Il y a eu très peu d’intersection, oui. Il y a eu des discours écologistes, mais qui n’étaient pas codés en tant que tels, ou bien minoritaires, chez SUD-Solidaires ou dans certaines régions, sur la santé au travail, l’espérance de vie… Pourtant, in fine, une telle réforme met en branle des questions écologiques : la remise en cause de la croissance perpétuelle pour maintenir l’emploi du productivisme à tous crin, le fait que les dispositifs privés d’épargne retraite et d’épargne salariale qu’encouragent cette réforme reposent beaucoup sur des investissements dans les énergies fossiles, la nécessité de bloquer l’appareil productif pour repenser nos besoins sociaux et réfléchir à fermer les secteurs que l’on juge nocifs pour les humains comme pour la planète, etc. Aucun système des retraites ne tiendra dans un monde à +4 °C. On n’a pas vu d’activistes écologistes venir aider les raffineurs à bloquer les raffineries. Mais ça, c’est l’histoire propre du mouvement climat…
Comment ça ?
Il y a deux points que le mouvement écologiste n’a pas assez pris en compte pour le moment. Le mouvement social a toujours reposé sur deux jambes : créer un rapport de force avec l’État (notamment les forces patronales, pour gagner en termes de progrès social) ; inventer des espaces d’expérimentation sociale. Un vrai mouvement écologiste populaire devrait continuer d’interpeller l’État comme il le fait déjà, en pointant son absence face à la crise climatique, en dénonçant la responsabilité des industriels, le manque de politique climatique sociale. Mais il faut s’avouer que l’heure de l’interpellation est révolue, et qu’il est plus que temps d’instaurer un rapport de force pour, par exemple, imposer collectivement aux industriels fossiles de faire leur bifurcation écologique car, comme nous le montre l’histoire politique de ces trente dernières années, l’État ne le fera pas. Il faut qu’on se retrousse les manches pour porter des expérimentations sociales. Ça s’est fait et continue de se faire avec les écolieux, les espaces autonomes, les fermes collectives : c’est très intéressant, ce sont des bases arrières pour s’organiser. Mais, d’une part, il faut les conditions matérielles pour le faire : la plupart du temps, les gens qui désertent les métropoles ont pu acheter des baraques et du matos parce qu’ils sont issus de classes sociales supérieures. D’autre part, ça n’est pas un imaginaire qui fait rêver tout le monde, moi le premier ! Allez parler de ça à un jeune des quartiers populaires, qui a vu ses parents trimer au boulot ou fuir des conditions rurales misérables : il n’a pas envie de trimer à son tour cinquante heures par semaines pour cultiver des légumes !

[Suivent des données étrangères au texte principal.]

use std::sync::Arc;

use tracing::{error, info, warn};
use tracing_subscriber::EnvFilter;

use pawn_netcode::config::NetcodeConfig;
use pawn_netcode::metrics::{self, NetcodeMetrics};
use pawn_netcode::sim::{run_realtime, LoopbackSession, SessionConfig};

#[tokio::main]
async fn main() -> anyhow::Result<()> {
    // Load .env file if present
    dotenvy::dotenv().ok();

    // Initialize logging
    tracing_subscriber::fmt()
        .with_env_filter(
            EnvFilter::try_from_default_env().unwrap_or_else(|_| EnvFilter::new("info")),
        )
        .with_target(false)
        .init();

    info!("Pawn Netcode v{}", env!("CARGO_PKG_VERSION"));

    // Load configuration
    let netcode = NetcodeConfig::load_or_default();
    netcode.validate()?;
    let session_config = SessionConfig::load_or_default();
    info!(
        "Configuration loaded: {} clients, {} Hz, {:.1}s, clock scale {}",
        session_config.clients,
        session_config.tick_rate,
        session_config.duration_secs,
        session_config.client_clock_scale
    );

    // Initialize metrics
    let metrics = Arc::new(NetcodeMetrics::new());

    // Metrics server on port 9090 (METRICS_PORT, 0 disables)
    let metrics_port: u16 = std::env::var("METRICS_PORT")
        .ok()
        .and_then(|s| s.parse().ok())
        .unwrap_or(9090);

    if metrics_port != 0 {
        let metrics_clone = metrics.clone();
        tokio::spawn(async move {
            if let Err(e) = metrics::start_metrics_server(metrics_clone, metrics_port).await {
                error!("Metrics server error: {}", e);
            }
        });
    }

    let ticks = session_config.total_ticks();
    let mut session = LoopbackSession::new(session_config, netcode, metrics.clone());

    // Shutdown signal handler
    let shutdown = async {
        if let Err(e) = tokio::signal::ctrl_c().await {
            warn!("Failed to install Ctrl+C handler: {}", e);
            std::future::pending::<()>().await;
        }
        info!("Shutdown signal received");
    };

    tokio::select! {
        result = run_realtime(&mut session, ticks) => {
            match result {
                Ok(report) => info!("Session report:\n{}", serde_json::to_string_pretty(&report)?),
                Err(e) => error!("Session error: {}", e),
            }
        }
        _ = shutdown => {
            info!("Shutting down...");
        }
    }

    info!("Metrics:\n{}", metrics.to_json());
    Ok(())
}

« Aucun système des retraites ne tiendra dans un monde à +4 °C. On n’a pas vu d’activistes écologistes venir aider les raffineurs à bloquer les raffineries. »
Il y a un autre mythe qui a toujours structuré le mouvement climat, et qui est en train de s’effondrer : la science progressant sur la question climatique, de plus en plus de gens prendraient conscience de la catastrophe climatique. Alors les États, les élites économiques et politiques deviendraient à leur tour conscients, ce qui, forcément, enclencherait la transition. Le travail du mouvement climat serait donc de mettre les gens au courant. Sauf qu’on se rend compte que l’accroissement des connaissances n’est pas du tout linéaire ! Les industriels fossiles sont au courant de la nocivité de leurs activités depuis le milieu des années 1960, TotalEnergies l’est depuis 1971 et il y a eu des alertes au sein des gouvernements dès les années 1970. Ces gens savent et perpétuent sciemment le statu quo ! Mais ils n’enclenchent pas cette transition parce que leurs intérêts privés priment sur l’intérêt général. Le mouvement climat commence à le comprendre car la traduction pratique de ce constat, ce sont les grandes marches des années 2018–2020, où il a pu y avoir des dizaines de milliers de personnes dans la rue sans qu’il y ait eu de grand tournant législatif. Le dernier élément, ça a été la répression à Sainte-Soline. Le mouvement écologiste ne s’attendait pas à subir une répression policière et étatique aussi massive pour des infrastructures aussi ridicules — un trou de quelques centaines de mètres carrés creusé dans la terre. Ça change le paradigme : on a gagné une certaine bataille culturelle — tout le monde parle du climat, il n’y a plus une personne de l’élite qui ne dise pas que le climat est important (à part quelques franges complotistes et/ou d’extrême droite) — mais on n’a pas encore obtenu le rapport de force suffisant. Aller plus loin, pour moi, ne passera pas par le mouvement climat.
Pourquoi ?
L’écologie est devenue un marqueur de classe bourgeois. Et, à l’heure où l’extrême droite ne cesse de devenir de plus en plus puissante dans l’espace public et politique, l’antiracisme doit être central dans le camp de l’émancipation, y compris chez les écologistes. Je le dis en tant que journaliste mais aussi en tant qu’enfant issu de l’immigration portugaise, dont la famille a dû fuir le fascisme et la guerre coloniale et qui voit poindre l’extrême droite dans le pays qui a servi de terre d’exil. Or le mouvement climat demeure essentiellement blanc. Je ne pense pas que ce mouvement sera la locomotive de la transformation écologique, mais que ça se passera plutôt à travers d’autres champs de luttes, notamment antiracistes, sociales, ou féministes.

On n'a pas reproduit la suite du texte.